→ **Action item**
All records should be reproduced verbatim.

→ **Data for the task**

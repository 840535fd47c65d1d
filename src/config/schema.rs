//! Configuration schema definitions.
//!
//! All types derive Serde traits for deserialization from TOML files.

use serde::{Deserialize, Serialize};

use crate::docs::{ServeInfo, DEFAULT_DOCS_PATH};

/// Root configuration for the runtime.
#[derive(Debug, Clone, Deserialize, Serialize)]
#[serde(default)]
pub struct RuntimeConfig {
    /// Runtime identity used in log lines.
    pub variant: String,

    /// Readiness barrier settings.
    pub readiness: ReadinessConfig,

    /// Hosting application's docs endpoint.
    pub docs: DocsConfig,

    /// Observability settings.
    pub observability: ObservabilityConfig,

    /// Adapter manifest discovery.
    pub manifests: ManifestConfig,
}

impl Default for RuntimeConfig {
    fn default() -> Self {
        Self {
            variant: "haraka".to_string(),
            readiness: ReadinessConfig::default(),
            docs: DocsConfig::default(),
            observability: ObservabilityConfig::default(),
            manifests: ManifestConfig::default(),
        }
    }
}

#[derive(Debug, Clone, Deserialize, Serialize)]
#[serde(default)]
pub struct ReadinessConfig {
    /// How long to wait for every adapter to report ready, in seconds.
    pub timeout_secs: u64,
}

impl Default for ReadinessConfig {
    fn default() -> Self {
        Self { timeout_secs: 30 }
    }
}

/// Docs endpoint configuration.
#[derive(Debug, Clone, Deserialize, Serialize)]
#[serde(default)]
pub struct DocsConfig {
    /// Port the application serves on. Unset disables the docs URL line.
    pub port: Option<u16>,

    /// Path of the docs UI.
    pub path: String,

    /// Host for the network URL; probed from the local interface when unset.
    pub advertise_host: Option<String>,
}

impl Default for DocsConfig {
    fn default() -> Self {
        Self {
            port: None,
            path: DEFAULT_DOCS_PATH.to_string(),
            advertise_host: None,
        }
    }
}

impl ServeInfo for DocsConfig {
    fn port(&self) -> Option<u16> {
        self.port
    }

    fn docs_path(&self) -> Option<String> {
        Some(self.path.clone())
    }
}

/// Observability configuration.
#[derive(Debug, Clone, Deserialize, Serialize)]
#[serde(default)]
pub struct ObservabilityConfig {
    /// Log level (trace, debug, info, warn, error).
    pub log_level: String,
}

impl Default for ObservabilityConfig {
    fn default() -> Self {
        Self {
            log_level: "info".to_string(),
        }
    }
}

#[derive(Debug, Clone, Deserialize, Serialize)]
#[serde(default)]
pub struct ManifestConfig {
    /// Directory searched recursively for `adapter.toml` files.
    pub root: String,
}

impl Default for ManifestConfig {
    fn default() -> Self {
        Self {
            root: "services".to_string(),
        }
    }
}

#[cfg(test)]
mod tests {
    use super::*;

    #[test]
    fn test_minimal_config_uses_defaults() {
        let config: RuntimeConfig = toml::from_str("").unwrap();
        assert_eq!(config.variant, "haraka");
        assert_eq!(config.readiness.timeout_secs, 30);
        assert_eq!(config.docs.path, "/docs");
        assert!(config.docs.port.is_none());
        assert_eq!(config.manifests.root, "services");
    }

    #[test]
    fn test_partial_sections() {
        let config: RuntimeConfig = toml::from_str(
            r#"
            variant = "edge"

            [docs]
            port = 8000
            path = "/app/docs"
            "#,
        )
        .unwrap();
        assert_eq!(config.variant, "edge");
        assert_eq!(config.docs.port(), Some(8000));
        assert_eq!(config.docs.docs_path().as_deref(), Some("/app/docs"));
        assert_eq!(config.observability.log_level, "info");
    }
}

→ **Result**
repository 840535fd47c65d1d
filename src/config/schema.rs
//! Configuration schema definitions.
//!
//! All types derive Serde traits for deserialization from TOML files.

use serde::{Deserialize, Serialize};

use crate::docs::{ServeInfo, DEFAULT_DOCS_PATH};

/// Root configuration for the runtime.
#[derive(Debug, Clone, Deserialize, Serialize)]
#[serde(default)]
pub struct RuntimeConfig {
    /// Runtime identity used in log lines.
    pub variant: String,

    /// Readiness barrier settings.
    pub readiness: ReadinessConfig,

    /// Hosting application's docs endpoint.
    pub docs: DocsConfig,

    /// Observability settings.
    pub observability: ObservabilityConfig,

    /// Adapter manifest discovery.
    pub manifests: ManifestConfig,
}

impl Default for RuntimeConfig {
    fn default() -> Self {
        Self {
            variant: "haraka".to_string(),
            readiness: ReadinessConfig::default(),
            docs: DocsConfig::default(),
            observability: ObservabilityConfig::default(),
            manifests: ManifestConfig::default(),
        }
    }
}

#[derive(Debug, Clone, Deserialize, Serialize)]
#[serde(default)]
pub struct ReadinessConfig {
    /// How long to wait for every adapter to report ready, in seconds.
    pub timeout_secs: u64,
}

impl Default for ReadinessConfig {
    fn default() -> Self {
        Self { timeout_secs: 30 }
    }
}

/// Docs endpoint configuration.
#[derive(Debug, Clone, Deserialize, Serialize)]
#[serde(default)]
pub struct DocsConfig {
    /// Port the application serves on. Unset disables the docs URL line.
    pub port: Option<u16>,

    /// Path of the docs UI.
    pub path: String,

    /// Host for the network URL; probed from the local interface when unset.
    pub advertise_host: Option<String>,
}

impl Default for DocsConfig {
    fn default() -> Self {
        Self {
            port: None,
            path: DEFAULT_DOCS_PATH.to_string(),
            advertise_host: None,
        }
    }
}

impl ServeInfo for DocsConfig {
    fn port(&self) -> Option<u16> {
        self.port
    }

    fn docs_path(&self) -> Option<String> {
        Some(self.path.clone())
    }
}

/// Observability configuration.
#[derive(Debug, Clone, Deserialize, Serialize)]
#[serde(default)]
pub struct ObservabilityConfig {
    /// Log level (trace, debug, info, warn, error).
    pub log_level: String,
}

impl Default for ObservabilityConfig {
    fn default() -> Self {
        Self {
            log_level: "info".to_string(),
        }
    }
}

#[derive(Debug, Clone, Deserialize, Serialize)]
#[serde(default)]
pub struct ManifestConfig {
    /// Directory searched recursively for `adapter.toml` files.
    pub root: String,
}

impl Default for ManifestConfig {
    fn default() -> Self {
        Self {
            root: "services".to_string(),
        }
    }
}

#[cfg(test)]
mod tests {
    use super::*;

    #[test]
    fn test_minimal_config_uses_defaults() {
        let config: RuntimeConfig = toml::from_str("").unwrap();
        assert_eq!(config.variant, "haraka");
        assert_eq!(config.readiness.timeout_secs, 30);
        assert_eq!(config.docs.path, "/docs");
        assert!(config.docs.port.is_none());
        assert_eq!(config.manifests.root, "services");
    }

    #[test]
    fn test_partial_sections() {
        let config: RuntimeConfig = toml::from_str(
            r#"
            variant = "edge"

            [docs]
            port = 8000
            path = "/app/docs"
            "#,
        )
        .unwrap();
        assert_eq!(config.variant, "edge");
        assert_eq!(config.docs.port(), Some(8000));
        assert_eq!(config.docs.docs_path().as_deref(), Some("/app/docs"));
        assert_eq!(config.observability.log_level, "info");
    }
}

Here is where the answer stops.